A federal appeals panel has blocked the higher education piece of Florida’s Stop WOKE Act in a 2-1 decision, finding the statute runs into First Amendment problems while Gov. Ron DeSantis pushed back publicly. The ruling, written by Judge Britt Grant of the Eleventh Circuit, came in lawsuits brought by professors, students, and a student group and landed on one of Florida’s most visible culture-war efforts.
The court’s opinion targeted the law’s restrictions on classroom speech and found them unconstitutional. That opinion came from a judge appointed by President Trump and cut directly into the governor’s signature education policy.
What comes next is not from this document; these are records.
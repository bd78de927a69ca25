#![doc = include_str!("../README.md")]
#![warn(missing_docs, missing_debug_implementations)]
mod config;
mod error;
mod permits;
mod pool;
mod reset;

pub use config::*;
pub use error::*;
pub use pool::*;
pub use reset::*;
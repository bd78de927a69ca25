mod common;

use bpool::*;
use common::Probe;
use std::{sync::Arc, thread, time::Duration};

#[test]
fn test_get() {
    let pool = BoundedPool::new(vec![Probe::new('a')]);
    {
        let mut guard = pool.get().unwrap();
        guard.dirty = true;
        assert_eq!(guard.id, 'a');
        assert_eq!(pool.checked_out(), 1);
    }
    assert_eq!(pool.available(), 1);
    let guard = pool.try_get().unwrap();
    assert!(!guard.dirty);
    assert_eq!(guard.resets(), 1);
}

#[test]
fn test_try_get_exhausted() {
    let pool = BoundedPool::new(vec![String::from("x")]);
    let guard = pool.try_get().unwrap();
    assert_eq!(*guard, "x");
    assert!(pool.try_get().is_none());
    drop(guard);
    assert_eq!(*pool.try_get().unwrap(), "");
}

#[test]
fn test_get_honors_configured_timeout() {
    let pool = BoundedPool::with_config(
        vec![Probe::new('a')],
        PoolConfig::new()
            .with_label("guarded")
            .with_acquire_timeout(Duration::from_millis(10)),
    );
    let _held = pool.get().unwrap();
    assert!(matches!(pool.get(), Err(Error::Timeout { .. })));
    assert_eq!(pool.checked_out(), 1);
}

#[test]
fn test_get_into_pooled() {
    let pool = BoundedPool::new(vec![Probe::new('a')]);
    let mut guard = pool.get().unwrap();
    guard.dirty = true;
    let pooled = guard.into_pooled();
    assert_eq!(pooled.owner(), pool.id());
    assert_eq!(pooled.resets(), 0);
    assert_eq!(pool.available(), 0);
    pool.release(pooled).unwrap();
    assert_eq!(pool.available(), 1);
}

#[test]
fn test_get_rc() {
    let pool = BoundedPool::new(vec![vec![1u8, 2, 3]]).to_rc();
    let guard = pool.clone().get_rc().unwrap();
    assert_eq!(*guard, vec![1, 2, 3]);
    assert!(pool.clone().try_get_rc().is_none());
    drop(guard);
    assert!(pool.clone().try_get_rc().unwrap().is_empty());
}

#[test]
fn test_get_rc_into_pooled() {
    let pool = BoundedPool::new(vec![Probe::new('a')]).to_rc();
    let pooled = pool.clone().get_rc().unwrap().into_pooled();
    assert_eq!(Arc::strong_count(&pool), 1);
    pool.release(pooled).unwrap();
    assert_eq!(pool.available(), 1);
}

#[test]
fn test_get_rc_across_threads() {
    let pool = BoundedPool::new((0..2).map(|_| Vec::<usize>::new())).to_rc();
    let handles: Vec<_> = (0..6)
        .map(|i| {
            let pool = pool.clone();
            thread::spawn(move || {
                for _ in 0..20 {
                    let mut buf = pool.clone().get_rc().unwrap();
                    assert!(buf.is_empty());
                    buf.push(i);
                }
            })
        })
        .collect();
    for handle in handles {
        handle.join().unwrap();
    }
    assert_eq!(pool.available(), 2);
}

#[test]
fn test_guard_forwards_traits() {
    let pool = BoundedPool::new(vec![String::from("a"), String::from("a")]);
    let first = pool.get().unwrap();
    let second = pool.get().unwrap();
    assert_eq!(first, second);
    assert_eq!(format!("{first}"), "a");
    assert_eq!(format!("{second:?}"), "\"a\"");
    let s: &String = first.as_ref();
    assert_eq!(s, "a");
}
Professor and student plaintiffs argued the 2022 law amounted to censorship of classroom instruction, and the appeals court agreed with key constitutional objections. The dispute emerged from two separate suits that challenged the statute’s limits on what faculty can say in public university classrooms.
DeSantis reacted forcefully on X, calling the decision an overreach and insisting the state must protect students from ideological instruction. His quick response signaled he sees the ruling as part of a bigger fight over who controls public education.
Florida’s Stop WOKE Act, passed in 2022, forbade professors and workplace trainers from teaching about race or gender in ways that induce guilt or blame and attached penalties for violations. The statute targeted eight concepts relating to race and sex, an enumeration that became central to the lawsuit over whether the law sweeps too broadly.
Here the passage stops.